As I wrote yesterday, government deficits are the biggest driver of elevated corporate margins. This is significant in the US given the looming fiscal cliff and the already ongoing margin mean reversion. Using the financial sectoral balances approach, it is clear that larger government deficits allow for larger non-government surplus.
The question is how those surpluses are distributed amongst the four major non-governmental sectors which are households, non-financial business, financial institutions and the external sector. Because the US is a large continental economy and the government ‘trades’ mostly with domestic economic agents, large changes in the trade balance are not part and parcel of net government dissaving. Rather, the net surpluses are mostly split amongst domestic businesses and households. And in this particular upturn, it has been non-financial business and financial institutions that have received the lion’s share of benefit from increased government deficit spending.
Nevertheless, as the Bloomberg News article below states, US margins have now stagnated for the longest period in the last three years, with S&P 500 companies seeing the first 12-month contraction since 2009. This makes sense because margins have been above their long-term average for quite some time now. The question about mean reversion of these margin has to do with a catalyst. From a micro perspective, the catalyst has been a lack of low-hanging fruit for cost-cutting to prop up margins. Having cycled through this upturn a full three years, cost pressures have risen.

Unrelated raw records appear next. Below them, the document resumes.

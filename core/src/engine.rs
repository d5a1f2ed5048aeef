use std::path::Path;

use serde::{Deserialize, Serialize};
use thiserror::Error;
use tracing::{debug, warn};

use crate::{
  cancel::{CancellationToken, SearchRegistry, SearchTicket},
  models::{FileInfo, NavigationResult, SampleReport, SampleSpec, SearchRequest, SearchStatus},
  refine::{refine, RefineLimits},
  sample, scan,
  scan::{Halt, Located},
  search_match::PreparedSearch,
  window::{file_len, WindowReader},
};

#[derive(Debug, Error)]
pub enum CoreError {
  #[error("io error: {0}")]
  Io(#[from] std::io::Error),
  #[error("invalid argument: {0}")]
  InvalidArg(String),
  #[error("unknown search: {0}")]
  UnknownSearch(String),
  #[error("sample generation failed: {0}")]
  Sample(String),
}

#[derive(Debug, Clone, Serialize, Deserialize)]
#[serde(default)]
pub struct CoreOptions {
  /// Window size of the backward walk used by `last_child`.
  pub reverse_window_bytes: usize,
  /// Longest single tag the backward walk will reassemble across windows.
  pub max_tag_bytes: usize,
  /// How far boundary refinement looks for a tag's `<` and `>`.
  pub refine_scan_bytes: usize,
  /// Context returned on each side of a located element.
  pub context_bytes: usize,
  /// Read buffer of forward scans.
  pub read_buffer_bytes: usize,
  pub max_chunk_bytes: usize,
  /// Cap on `NavigationResult::element_text`.
  pub max_element_bytes: usize,
}

impl Default for CoreOptions {
  fn default() -> Self {
    Self {
      reverse_window_bytes: 64 * 1024,
      max_tag_bytes: 64 * 1024,
      refine_scan_bytes: 128,
      context_bytes: 2000,
      read_buffer_bytes: 1024 * 1024,
      max_chunk_bytes: 16 * 1024 * 1024,
      max_element_bytes: 8 * 1024 * 1024,
    }
  }
}

impl CoreOptions {
  /// Parse options from JSON; absent keys keep their defaults.
  pub fn from_json(json: &str) -> Result<Self, CoreError> {
    serde_json::from_str(json).map_err(|e| CoreError::InvalidArg(format!("bad options: {e}")))
  }

  fn validate(&self) -> Result<(), CoreError> {
    let named = [
      ("reverse_window_bytes", self.reverse_window_bytes),
      ("max_tag_bytes", self.max_tag_bytes),
      ("refine_scan_bytes", self.refine_scan_bytes),
      ("read_buffer_bytes", self.read_buffer_bytes),
      ("max_chunk_bytes", self.max_chunk_bytes),
      ("max_element_bytes", self.max_element_bytes),
    ];
    for (name, v) in named {
      if v == 0 {
        return Err(CoreError::InvalidArg(format!("{name} must be > 0")));
      }
    }
    Ok(())
  }

  fn refine_limits(&self) -> RefineLimits {
    RefineLimits {
      scan_bytes: self.refine_scan_bytes,
      context_bytes: self.context_bytes,
      max_element_bytes: self.max_element_bytes,
    }
  }
}

/// Read-only navigation over large tag-structured documents.
///
/// Holds no file handles or parse state between calls; each operation opens
/// the document, scans, and closes it again.
#[derive(Clone)]
pub struct CoreEngine {
  options: CoreOptions,
  searches: SearchRegistry,
}

impl CoreEngine {
  pub fn new(options: CoreOptions) -> Result<Self, CoreError> {
    options.validate()?;
    Ok(Self {
      options,
      searches: SearchRegistry::default(),
    })
  }

  pub fn options(&self) -> &CoreOptions {
    &self.options
  }

  /// API: open(path) -> length
  pub fn open_file(&self, path: impl AsRef<Path>) -> Result<FileInfo, CoreError> {
    let path = path.as_ref();
    let len = file_len(path)?;
    Ok(FileInfo {
      path: path.to_string_lossy().to_string(),
      len,
    })
  }

  /// API: readChunk(path, offset, size) -> lossy text
  ///
  /// Returns `min(size, max_chunk_bytes, len - offset)` bytes' worth of text.
  /// Larger requests are clamped, not rejected.
  pub fn read_chunk(&self, path: impl AsRef<Path>, offset: u64, size: usize) -> Result<String, CoreError> {
    let size = size.min(self.options.max_chunk_bytes);
    let mut reader = WindowReader::open(path.as_ref())?;
    if offset > reader.len() {
      return Err(CoreError::InvalidArg(format!(
        "offset {} beyond file len {}",
        offset,
        reader.len()
      )));
    }
    reader.read_lossy(offset, size)
  }

  /// Register a new search and hand back its id and (un-cancelled) token.
  /// The registration ends when the ticket is dropped.
  pub fn begin_search(&self) -> SearchTicket {
    self.searches.issue()
  }

  /// API: cancel(search id)
  pub fn cancel(&self, search_id: &str) -> Result<(), CoreError> {
    self.searches.cancel(search_id)
  }

  /// Cancel every registered search; returns how many were signalled.
  pub fn cancel_all(&self) -> usize {
    self.searches.cancel_all()
  }

  pub fn searches_in_flight(&self) -> usize {
    self.searches.in_flight()
  }

  /// API: search(path, query, kind, startOffset, token) -> NavigationResult
  pub fn search(
    &self,
    path: impl AsRef<Path>,
    request: &SearchRequest,
    token: &CancellationToken,
  ) -> Result<NavigationResult, CoreError> {
    self.search_with_progress(path, request, token, |_| {})
  }

  /// Like `search`, reporting integer percent progress (0..=100) whenever it
  /// grows. 100 is always reported last.
  pub fn search_with_progress(
    &self,
    path: impl AsRef<Path>,
    request: &SearchRequest,
    token: &CancellationToken,
    mut on_progress: impl FnMut(u8),
  ) -> Result<NavigationResult, CoreError> {
    let path = path.as_ref();
    let prepared = PreparedSearch::new(&request.query, request.kind)
      .ok_or_else(|| CoreError::InvalidArg("query is empty".into()))?;
    let len = file_len(path)?;
    if request.start_offset > len {
      return Err(CoreError::InvalidArg(format!(
        "start_offset {} beyond file len {}",
        request.start_offset, len
      )));
    }

    let buffer = self.options.read_buffer_bytes;
    // a wrapped second pass must not move the reported percentage backwards
    let mut last = 0u8;
    let mut report = |pct: u8| {
      if pct > last {
        last = pct;
        on_progress(pct);
      }
    };

    let outcome = scan::search(path, &prepared, request.start_offset, buffer, token, &mut report);
    let wrapped = request.wrap && request.start_offset > 0 && matches!(outcome, Err(Halt::Exhausted));
    let outcome = if wrapped {
      debug!(start_offset = request.start_offset, "no match after start offset, wrapping to 0");
      scan::search(path, &prepared, 0, buffer, token, &mut report)
    } else {
      outcome
    };
    report(100);

    let mut result = self.settle(path, outcome, "search")?;
    result.wrapped = wrapped && result.found;
    Ok(result)
  }

  /// API: firstChild(path)
  pub fn first_child(&self, path: impl AsRef<Path>) -> Result<NavigationResult, CoreError> {
    let path = path.as_ref();
    let token = CancellationToken::new();
    let outcome = scan::first_child(path, self.options.read_buffer_bytes, &token);
    self.settle(path, outcome, "first_child")
  }

  /// API: lastChild(path)
  ///
  /// Walks backwards from end of file, so the child's own line number is not
  /// known; the root ancestor's is.
  pub fn last_child(&self, path: impl AsRef<Path>) -> Result<NavigationResult, CoreError> {
    let path = path.as_ref();
    let token = CancellationToken::new();
    let mut reader = WindowReader::open(path)?;
    let outcome = scan::last_child(
      &mut reader,
      self.options.reverse_window_bytes,
      self.options.max_tag_bytes,
      &token,
    )
    .and_then(|child| {
      let root = scan::root_element(path, self.options.read_buffer_bytes, &token)?;
      if root.name != child.root {
        return Err(Halt::Malformed(format!(
          "document opens with <{}> but closes with </{}>",
          root.name, child.root
        )));
      }
      Ok(Located {
        span: child.span,
        path: scan::xpath_of([root.name.as_str(), child.name.as_str()]),
        line: None,
        ancestors: scan::ancestors_of(std::slice::from_ref(&root)),
      })
    });
    self.settle(path, outcome, "last_child")
  }

  /// API: findParent(path, childOffset, ancestorDepth)
  ///
  /// `ancestor_depth` counts from the document root (0).
  pub fn find_parent(
    &self,
    path: impl AsRef<Path>,
    child_offset: u64,
    ancestor_depth: usize,
  ) -> Result<NavigationResult, CoreError> {
    let path = path.as_ref();
    let token = CancellationToken::new();
    let outcome = scan::find_parent(
      path,
      child_offset,
      ancestor_depth,
      self.options.read_buffer_bytes,
      &token,
    );
    self.settle(path, outcome, "find_parent")
  }

  /// The element starting at `offset` (or the first one after it), with its
  /// full path and ancestors.
  pub fn element_at(&self, path: impl AsRef<Path>, offset: u64) -> Result<NavigationResult, CoreError> {
    let path = path.as_ref();
    let token = CancellationToken::new();
    let outcome = scan::element_at(path, offset, self.options.read_buffer_bytes, &token);
    self.settle(path, outcome, "element_at")
  }

  /// API: resolveXPath(path, offset, tagName) -> full path
  pub fn resolve_xpath(
    &self,
    path: impl AsRef<Path>,
    offset: u64,
    tag_name: &str,
  ) -> Result<String, CoreError> {
    let token = CancellationToken::new();
    match scan::resolve_xpath(path.as_ref(), offset, tag_name, self.options.read_buffer_bytes, &token) {
      Ok(xpath) => Ok(xpath),
      Err(Halt::Failed(e)) => Err(e),
      // neither cancellation nor exhaustion can happen with a private token
      Err(_) => Ok(scan::xpath_of([tag_name])),
    }
  }

  /// API: generateSample(path, sizeMb, depthLimit)
  pub fn generate_sample(&self, path: impl AsRef<Path>, spec: &SampleSpec) -> Result<SampleReport, CoreError> {
    sample::generate(path.as_ref(), spec)
  }

  fn settle(
    &self,
    path: &Path,
    outcome: Result<Located, Halt>,
    op: &'static str,
  ) -> Result<NavigationResult, CoreError> {
    match outcome {
      Ok(located) => self.build_result(path, located),
      Err(Halt::Exhausted) => Ok(NavigationResult::not_found()),
      Err(Halt::Cancelled) => {
        debug!(op, "scan cancelled");
        Ok(NavigationResult::cancelled())
      }
      Err(Halt::Malformed(reason)) => {
        warn!(op, path = %path.display(), %reason, "malformed document, reporting not found");
        Ok(NavigationResult::not_found())
      }
      Err(Halt::Failed(e)) => Err(e),
    }
  }

  fn build_result(&self, path: &Path, located: Located) -> Result<NavigationResult, CoreError> {
    let mut reader = WindowReader::open(path)?;
    let el = refine(&mut reader, located.span, &self.options.refine_limits())?;
    Ok(NavigationResult {
      found: true,
      status: SearchStatus::Found,
      path: located.path,
      element_text: el.text,
      element_truncated: el.truncated,
      context_before: el.before,
      context_after: el.after,
      offset: el.start,
      end_offset: el.end,
      line_number: located.line,
      ancestors: located.ancestors,
      wrapped: false,
    })
  }
}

From a macro, perspective, the fiscal cliff is an event of much greater importance. If deficits have been propping up corporate profits and margins. It stands to reason that cutting these deficits should be negative for profits and margins. Moreover, the S&P 500 has been trading above its cyclically adjusted P/E ratio for some time, a reason I felt earlier this year that a Europe over America relative value play made sense. But, this high CAPE is also mean-reverting, meaning that a large enough decline in deficits would potentially create the double whammy that causes bear markets, namely profit or margin decline combined with P/E ratio compression. A recession in 2013 is my base case and so I would anticipate this recession to usher in a cyclical bear market that finishes off the bottoming process that was forestalled in 2009.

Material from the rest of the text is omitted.